If you’re a software developer on an 5+ person team, chances are that at least one person on your team is experiencing mental illness, most often depression. Maybe you’re depressed, anxious, or experiencing difficulty working with others or being motivated. Or maybe it’s not so clear — inexplicable pain or physical symptoms from stress, family conflict, insomnia, … Regardless, about 1 in 5 adults is experiencing mental illness according to recent data published by the U.S. National Institutes of Mental Health, and it is unlikely that your team is an exception. In fact, one study found rates of mental illness in software engineers somewhat higher than the US baseline — a finding that surprises no-one I’ve mentioned it to.
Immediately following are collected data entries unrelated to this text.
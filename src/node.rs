// src/node.rs
//
// Stochastic nodes: typed containers for sampled or constant values along
// one or both sampling axes.
//
// A node's role decides the shape of its payload:
// - Constant                -> one scalar
// - Variability             -> length-nsv vector (between-individual axis)
// - Uncertainty             -> length-nsu vector (analyst-uncertainty axis)
// - VariabilityUncertainty  -> nsv x nsu matrix (composite)
//
// Shape invariants are enforced at construction, not inferred at use.

use serde::{Deserialize, Serialize};

use crate::error::McError;
use crate::sampler::Distribution;

/// Dimensional role of a stochastic node.
#[derive(Debug, Clone, Copy, PartialEq, Eq, Serialize, Deserialize)]
#[serde(rename_all = "snake_case")]
pub enum Role {
    Constant,
    Variability,
    Uncertainty,
    VariabilityUncertainty,
}

impl Role {
    pub fn as_str(&self) -> &'static str {
        match self {
            Role::Constant => "constant",
            Role::Variability => "variability",
            Role::Uncertainty => "uncertainty",
            Role::VariabilityUncertainty => "variability_uncertainty",
        }
    }
}

/// Dense row-major `nrows x ncols` table of f64.
///
/// Rows index the variability axis, columns the uncertainty axis.
#[derive(Debug, Clone, PartialEq, Serialize, Deserialize)]
pub struct Matrix {
    nrows: usize,
    ncols: usize,
    data: Vec<f64>,
}

impl Matrix {
    /// Zero-filled matrix. Both dimensions must be >= 1.
    pub fn zeros(nrows: usize, ncols: usize) -> Result<Self, McError> {
        if nrows == 0 || ncols == 0 {
            return Err(McError::InvalidParams {
                context: "Matrix::zeros".to_string(),
                message: format!("dimensions must be >= 1 (got {}x{})", nrows, ncols),
            });
        }
        Ok(Self {
            nrows,
            ncols,
            data: vec![0.0; nrows * ncols],
        })
    }

    /// Build elementwise from a function of (row, col).
    pub fn from_fn<F: FnMut(usize, usize) -> f64>(
        nrows: usize,
        ncols: usize,
        mut f: F,
    ) -> Result<Self, McError> {
        let mut m = Self::zeros(nrows, ncols)?;
        for i in 0..nrows {
            for j in 0..ncols {
                m.set(i, j, f(i, j));
            }
        }
        Ok(m)
    }

    pub fn nrows(&self) -> usize {
        self.nrows
    }

    pub fn ncols(&self) -> usize {
        self.ncols
    }

    pub fn get(&self, row: usize, col: usize) -> f64 {
        self.data[row * self.ncols + col]
    }

    pub fn set(&mut self, row: usize, col: usize, value: f64) {
        self.data[row * self.ncols + col] = value;
    }

    /// Copy out column `col` (the per-uncertainty-iteration sample).
    pub fn column(&self, col: usize) -> Vec<f64> {
        (0..self.nrows).map(|i| self.get(i, col)).collect()
    }

    /// Write a length-`nrows` column into position `col`.
    pub fn set_column(&mut self, col: usize, values: &[f64]) {
        debug_assert_eq!(values.len(), self.nrows);
        for (i, v) in values.iter().enumerate() {
            self.set(i, col, *v);
        }
    }

    /// Flat row-major view of the payload.
    pub fn as_slice(&self) -> &[f64] {
        &self.data
    }

    /// Bit-exact equality (NaN-safe, unlike `==` on floats).
    pub fn bits_eq(&self, other: &Matrix) -> bool {
        self.nrows == other.nrows
            && self.ncols == other.ncols
            && self
                .data
                .iter()
                .zip(other.data.iter())
                .all(|(a, b)| a.to_bits() == b.to_bits())
    }
}

/// Realized payload of a node, shaped per its role.
#[derive(Debug, Clone, PartialEq, Serialize, Deserialize)]
#[serde(untagged)]
pub enum NodeValues {
    Scalar(f64),
    Vector(Vec<f64>),
    Matrix(Matrix),
}

/// A named stochastic quantity with a dimensional role and realized values.
///
/// `distribution` and `seed` are retained for reproducibility audits; both
/// are absent for constants and derived nodes.
#[derive(Debug, Clone, PartialEq, Serialize, Deserialize)]
pub struct McNode {
    pub name: String,
    pub role: Role,
    pub values: NodeValues,
    pub distribution: Option<Distribution>,
    pub seed: Option<u64>,
}

impl McNode {
    /// Wrap a constant.
    pub fn constant(name: impl Into<String>, value: f64) -> Self {
        Self {
            name: name.into(),
            role: Role::Constant,
            values: NodeValues::Scalar(value),
            distribution: None,
            seed: None,
        }
    }

    /// A realized variability node; `values` must have length exactly `nsv`.
    pub fn variability(
        name: impl Into<String>,
        values: Vec<f64>,
        nsv: usize,
    ) -> Result<Self, McError> {
        let name = name.into();
        if values.len() != nsv {
            return Err(McError::ShapeMismatch {
                left: name,
                left_len: values.len(),
                right: "nsv".to_string(),
                right_len: nsv,
            });
        }
        Ok(Self {
            name,
            role: Role::Variability,
            values: NodeValues::Vector(values),
            distribution: None,
            seed: None,
        })
    }

    /// A realized uncertainty node; `values` must have length exactly `nsu`.
    pub fn uncertainty(
        name: impl Into<String>,
        values: Vec<f64>,
        nsu: usize,
    ) -> Result<Self, McError> {
        let name = name.into();
        if values.len() != nsu {
            return Err(McError::ShapeMismatch {
                left: name,
                left_len: values.len(),
                right: "nsu".to_string(),
                right_len: nsu,
            });
        }
        Ok(Self {
            name,
            role: Role::Uncertainty,
            values: NodeValues::Vector(values),
            distribution: None,
            seed: None,
        })
    }

    /// A realized composite node of shape `nsv x nsu`.
    pub fn composite(
        name: impl Into<String>,
        matrix: Matrix,
        nsv: usize,
        nsu: usize,
    ) -> Result<Self, McError> {
        let name = name.into();
        if matrix.nrows() != nsv || matrix.ncols() != nsu {
            return Err(McError::ShapeMismatch {
                left: name,
                left_len: matrix.nrows() * matrix.ncols(),
                right: "nsv*nsu".to_string(),
                right_len: nsv * nsu,
            });
        }
        Ok(Self {
            name,
            role: Role::VariabilityUncertainty,
            values: NodeValues::Matrix(matrix),
            distribution: None,
            seed: None,
        })
    }

    /// Attach sampling provenance (distribution + seed) for audits.
    pub fn with_provenance(mut self, distribution: Distribution, seed: u64) -> Self {
        self.distribution = Some(distribution);
        self.seed = Some(seed);
        self
    }

    /// The scalar payload, if this is a constant node.
    pub fn as_scalar(&self) -> Option<f64> {
        match &self.values {
            NodeValues::Scalar(v) => Some(*v),
            _ => None,
        }
    }

    /// The 1-D payload, if this is a variability or uncertainty node.
    pub fn as_vector(&self) -> Option<&[f64]> {
        match &self.values {
            NodeValues::Vector(v) => Some(v),
            _ => None,
        }
    }

    /// The 2-D payload, if this is a composite node.
    pub fn as_matrix(&self) -> Option<&Matrix> {
        match &self.values {
            NodeValues::Matrix(m) => Some(m),
            _ => None,
        }
    }
}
Software developers seem less likely than most adults to seek treatment for their mental illness. Sadly, about two-thirds of people experiencing mental illness in the US will go untreated, even though treatment options exist and can be quite successful. In software engineering the situation may be far worse: the study I mentioned above found that, of the male software engineers experiencing mental health concerns, a little over 3% sought professional treatment. That’s one study, and many more ought to be done before drawing definitive conclusions. But,…
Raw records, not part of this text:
// src/bin/exposure_mc.rs
//
// Batch Monte Carlo harness.
//
// Goals:
// - Deterministic multi-seed evaluation using seed offsets (seed + k).
// - Runs BOTH evaluation strategies per seed and verifies the engine's
//   self-consistency invariants:
//     * two independent full-matrix runs are value-identical
//     * cut-loop per-iteration means equal the full-matrix column means
// - Writes mc_summary.json (versioned schema, atomic) plus an optional
//   per-seed CSV and a YAML echo of the scenario used.
//
// Run examples:
//   cargo run --bin exposure_mc -- --seeds 20 --seed 1 --precision Coarse
//   EXPOSIM_PRECISION=Fine cargo run --bin exposure_mc -- --seeds 50 --quiet
//   cargo run --bin exposure_mc -- --scenario scenarios/shellfish.yaml --csv runs.csv
//
// Default output directory:
//   cargo run --bin exposure_mc -- --output-dir runs/demo

use std::env;
use std::fs::{self, File};
use std::io::Write;
use std::path::{Path, PathBuf};

use exposim::config::{resolve_effective_precision, Precision};
use exposim::eval::{evaluate_full_matrix, CutLoopEvaluator};
use exposim::logging::FileSink;
use exposim::output::{
    atomic_write, McAggregateStats, McConfig, McRunRecord, McSummary, SimpleStats,
    OUTPUT_SCHEMA_VERSION,
};
use exposim::scenario::ScenarioSpec;
use exposim::summary::{mean_of_reducer, mean_of_reducer_summaries, OnlineStats, Reducer};

const DEFAULT_SEEDS: usize = 20;
const DEFAULT_SEED: u64 = 1;
const DEFAULT_PRINT_EVERY: usize = 1;
const DEFAULT_OUTPUT_DIR: &str = "runs/exposure_mc";

#[derive(Debug, Clone)]
struct Args {
    seeds: usize,
    seed: u64,
    nsv: Option<usize>,
    nsu: Option<usize>,
    precision: Option<Precision>,
    scenario: Option<PathBuf>,
    quiet: bool,
    print_every: usize,
    csv_out: Option<PathBuf>,
    jsonl_out: Option<PathBuf>,
    output_dir: PathBuf,
}

impl Args {
    fn usage() -> &'static str {
        "\
exposim batch Monte Carlo harness

USAGE:
  cargo run --bin exposure_mc -- [FLAGS]

PRECISION PRECEDENCE:
  1) --precision overrides environment
  2) else EXPOSIM_PRECISION
  3) else Standard

FLAGS:
  --precision NAME     Coarse | Standard | Fine
  --seeds N            Number of seeds to run (default: 20). Seed k uses seed + k.
  --seed U64           Base seed (default: 1)
  --nsv N              Override variability axis size
  --nsu N              Override uncertainty axis size
  --scenario PATH      Scenario YAML (default: built-in drinking-water model)
  --csv PATH           Write per-seed CSV rows to PATH (relative to output-dir)
  --jsonl PATH         Write the first seed's iteration summaries as JSONL
  --output-dir DIR     Output directory (default: runs/exposure_mc)
  --print-every N      Print every N seeds (default: 1). Ignored with --quiet.
  --quiet              Suppress per-seed lines; only print final summary
  --help               Show this help

OUTPUT:
  The harness writes to <output-dir>/:
    - mc_summary.json     Per-seed records and aggregate summary
    - scenario_echo.yaml  Scenario configuration used for this run
    - <csv>, <jsonl>      If requested
"
    }

    fn parse_or_exit() -> Self {
        match Self::parse() {
            Ok(a) => a,
            Err(e) => {
                eprintln!("{e}\n\n{}", Self::usage());
                std::process::exit(2);
            }
        }
    }

    fn parse() -> Result<Self, String> {
        let mut out = Args {
            seeds: DEFAULT_SEEDS,
            seed: DEFAULT_SEED,
            nsv: None,
            nsu: None,
            precision: None,
            scenario: None,
            quiet: false,
            print_every: DEFAULT_PRINT_EVERY,
            csv_out: None,
            jsonl_out: None,
            output_dir: PathBuf::from(DEFAULT_OUTPUT_DIR),
        };

        let mut it = env::args().skip(1);

        while let Some(arg) = it.next() {
            // Accept both "--flag value" and "--flag=value" forms.
            let (flag, inline) = match arg.split_once('=') {
                Some((f, v)) => (f.to_string(), Some(v.to_string())),
                None => (arg.clone(), None),
            };
            let mut value = |name: &str| -> Result<String, String> {
                match &inline {
                    Some(v) => Ok(v.clone()),
                    None => it.next().ok_or_else(|| format!("Missing value for {name}")),
                }
            };

            match flag.as_str() {
                "--help" | "-h" => {
                    println!("{}", Self::usage());
                    std::process::exit(0);
                }
                "--quiet" => out.quiet = true,
                "--precision" => {
                    let v = value("--precision")?;
                    out.precision = Some(Precision::parse(&v).ok_or_else(|| {
                        "Invalid --precision. Expected: Coarse | Standard | Fine".to_string()
                    })?);
                }
                "--seeds" => {
                    out.seeds = value("--seeds")?
                        .parse::<usize>()
                        .map_err(|_| "Invalid --seeds (expected integer)".to_string())?;
                    if out.seeds == 0 {
                        return Err("--seeds must be >= 1".to_string());
                    }
                }
                "--seed" => {
                    out.seed = value("--seed")?
                        .parse::<u64>()
                        .map_err(|_| "Invalid --seed (expected u64)".to_string())?;
                }
                "--nsv" => {
                    let v = value("--nsv")?
                        .parse::<usize>()
                        .map_err(|_| "Invalid --nsv (expected integer)".to_string())?;
                    if v == 0 {
                        return Err("--nsv must be >= 1".to_string());
                    }
                    out.nsv = Some(v);
                }
                "--nsu" => {
                    let v = value("--nsu")?
                        .parse::<usize>()
                        .map_err(|_| "Invalid --nsu (expected integer)".to_string())?;
                    if v == 0 {
                        return Err("--nsu must be >= 1".to_string());
                    }
                    out.nsu = Some(v);
                }
                "--scenario" => out.scenario = Some(PathBuf::from(value("--scenario")?)),
                "--csv" => out.csv_out = Some(PathBuf::from(value("--csv")?)),
                "--jsonl" => out.jsonl_out = Some(PathBuf::from(value("--jsonl")?)),
                "--output-dir" => out.output_dir = PathBuf::from(value("--output-dir")?),
                "--print-every" => {
                    out.print_every = value("--print-every")?
                        .parse::<usize>()
                        .map_err(|_| "Invalid --print-every (expected integer)".to_string())?;
                    if out.print_every == 0 {
                        return Err("--print-every must be >= 1".to_string());
                    }
                }
                other => return Err(format!("Unknown argument: {other}")),
            }
        }

        Ok(out)
    }
}

fn in_output_dir(output_dir: &Path, p: &Path) -> PathBuf {
    if p.is_absolute() {
        p.to_path_buf()
    } else {
        output_dir.join(p)
    }
}
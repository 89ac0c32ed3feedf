// src/main.rs
//
// Single-run CLI entrypoint for Exposim.
//
// Constraints:
// - Precision precedence: --precision overrides env; if missing use
//   EXPOSIM_PRECISION (default Standard).
// - Deterministic runs via --seed.
// - Prints a concise run header, the nested-uncertainty point estimates,
//   and the cross-evaluator consistency verdict.
// - Exit code 1 if the two evaluators disagree (they never should).

use std::path::PathBuf;

use clap::{ArgAction, Parser, ValueEnum};

use exposim::config::{resolve_effective_precision, EvalParams, Precision};
use exposim::eval::{evaluate_full_matrix, CutLoopEvaluator};
use exposim::model::Model;
use exposim::scenario::ScenarioSpec;
use exposim::summary::{mean_of_reducer, mean_of_reducer_summaries, Reducer};

#[derive(Copy, Clone, Debug, ValueEnum)]
enum PrecisionArg {
    Coarse,
    Standard,
    Fine,
}

impl From<PrecisionArg> for Precision {
    fn from(p: PrecisionArg) -> Self {
        match p {
            PrecisionArg::Coarse => Precision::Coarse,
            PrecisionArg::Standard => Precision::Standard,
            PrecisionArg::Fine => Precision::Fine,
        }
    }
}

#[derive(Debug, Parser)]
#[command(
    name = "exposim",
    about = "Two-dimensional Monte Carlo exposure assessment (single run)",
    version
)]
struct Args {
    /// Scenario YAML; the built-in drinking-water model when omitted.
    #[arg(long)]
    scenario: Option<PathBuf>,

    /// Precision preset (optional).
    /// If omitted, uses EXPOSIM_PRECISION (default Standard).
    #[arg(long, value_enum)]
    precision: Option<PrecisionArg>,

    /// Deterministic base seed.
    #[arg(long, default_value_t = 42)]
    seed: u64,

    /// Override the variability axis size.
    #[arg(long)]
    nsv: Option<usize>,

    /// Override the uncertainty axis size.
    #[arg(long)]
    nsu: Option<usize>,

    /// Verbosity: -v prints per-iteration summaries.
    #[arg(short, long, action = ArgAction::Count)]
    verbose: u8,
}

fn main() {
    let args = Args::parse();

    let effective = resolve_effective_precision(args.precision.map(Into::into));
    effective.log_startup();

    // A scenario file wins over the precision preset for sizes; CLI
    // overrides win over both.
    let (model, scenario_id, mut params) = match args.scenario.as_ref() {
        Some(path) => match ScenarioSpec::from_file(path) {
            Ok(spec) => {
                let model = spec.to_model().unwrap_or_else(|e| {
                    eprintln!("{e}");
                    std::process::exit(2);
                });
                let params = spec.to_eval_params(args.seed);
                (model, spec.scenario_id, params)
            }
            Err(e) => {
                eprintln!("{e}");
                std::process::exit(2);
            }
        },
        None => (
            Model::example_drinking_water(),
            "drinking_water_builtin".to_string(),
            EvalParams::for_precision(effective.precision).with_seed(args.seed),
        ),
    };
    if let Some(nsv) = args.nsv {
        params.nsv = nsv;
    }
    if let Some(nsu) = args.nsu {
        params.nsu = nsu;
    }
    if let Err(e) = params.validate() {
        eprintln!("{e}");
        std::process::exit(2);
    }

    println!(
        "exposim v{} | scenario={} nsv={} nsu={} seed={} output={}",
        env!("CARGO_PKG_VERSION"),
        scenario_id,
        params.nsv,
        params.nsu,
        params.seed,
        model.output_name()
    );

    let full = match evaluate_full_matrix(&model, &params) {
        Ok(r) => r,
        Err(e) => {
            eprintln!("full-matrix evaluation failed: {e}");
            std::process::exit(1);
        }
    };

    let cut = match CutLoopEvaluator::new(&model, params.clone()).and_then(|mut e| e.run()) {
        Ok(r) => r,
        Err(e) => {
            eprintln!("cut-loop evaluation failed: {e}");
            std::process::exit(1);
        }
    };

    if args.verbose > 0 {
        for it in &cut.iterations {
            println!(
                "  iter {:>4} mean={:>12.6} q={:?}",
                it.index, it.mean, it.quantiles
            );
        }
    }

    let mean_est = mean_of_reducer(&full, Reducer::Mean);
    let median_est = mean_of_reducer(&full, Reducer::Median);
    println!(
        "mean dose:   {:.6}  [{:.6}, {:.6}, {:.6}] (2.5% / 50% / 97.5% over {} iterations)",
        mean_est.mean, mean_est.ci_lower, mean_est.median, mean_est.ci_upper, mean_est.nsu
    );
    println!(
        "median dose: {:.6}  [{:.6}, {:.6}, {:.6}]",
        median_est.mean, median_est.ci_lower, median_est.median, median_est.ci_upper
    );
    println!("checksum: {}", full.checksum);

    // Cross-evaluator consistency: per-iteration means must be bit-equal.
    let cut_mean = match mean_of_reducer_summaries(&cut, Reducer::Mean) {
        Ok(e) => e,
        Err(e) => {
            eprintln!("cut-loop reduction failed: {e}");
            std::process::exit(1);
        }
    };
    let consistent = full
        .column_means()
        .iter()
        .zip(cut.iterations.iter())
        .all(|(m, it)| m.to_bits() == it.mean.to_bits())
        && cut_mean == mean_est;

    if consistent {
        println!("evaluators: consistent");
    } else {
        eprintln!("evaluators: INCONSISTENT (full-matrix vs cut-loop)");
        std::process::exit(1);
    }
}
Why would only 3% Seek Treatment?
As a developer myself, I think we value our minds and our self-efficacy. We are problem solvers, capable of attacking the unknown. Surely if we find ourselves depressed or anxious we can mentally hack our way out of it… right?
I also believe there is real shame and fear of mental illness in software engineering. We are brain people. Software development is all about being smart. Being smart is our livelihood, and in some cases, our very identity. Confidence in our ability to take on big challenges is how we succeed. Somehow just seeking treatment feels like a threat to our very core.
Invest In Your Tools
I think there’s a different way to think about mental health for the software developer. Simply enough, you’ve got to invest in your tools. And way beyond your shell, your text editor (vim for me) or your coffee maker, your brain is your primary tool. Working with a professional doesn’t mean you’re failing. On the contrary, modern mental health treatments are quite effective, and seeking help means you’re smart enough to take an opportunity to better yourself and invest in your most important asset.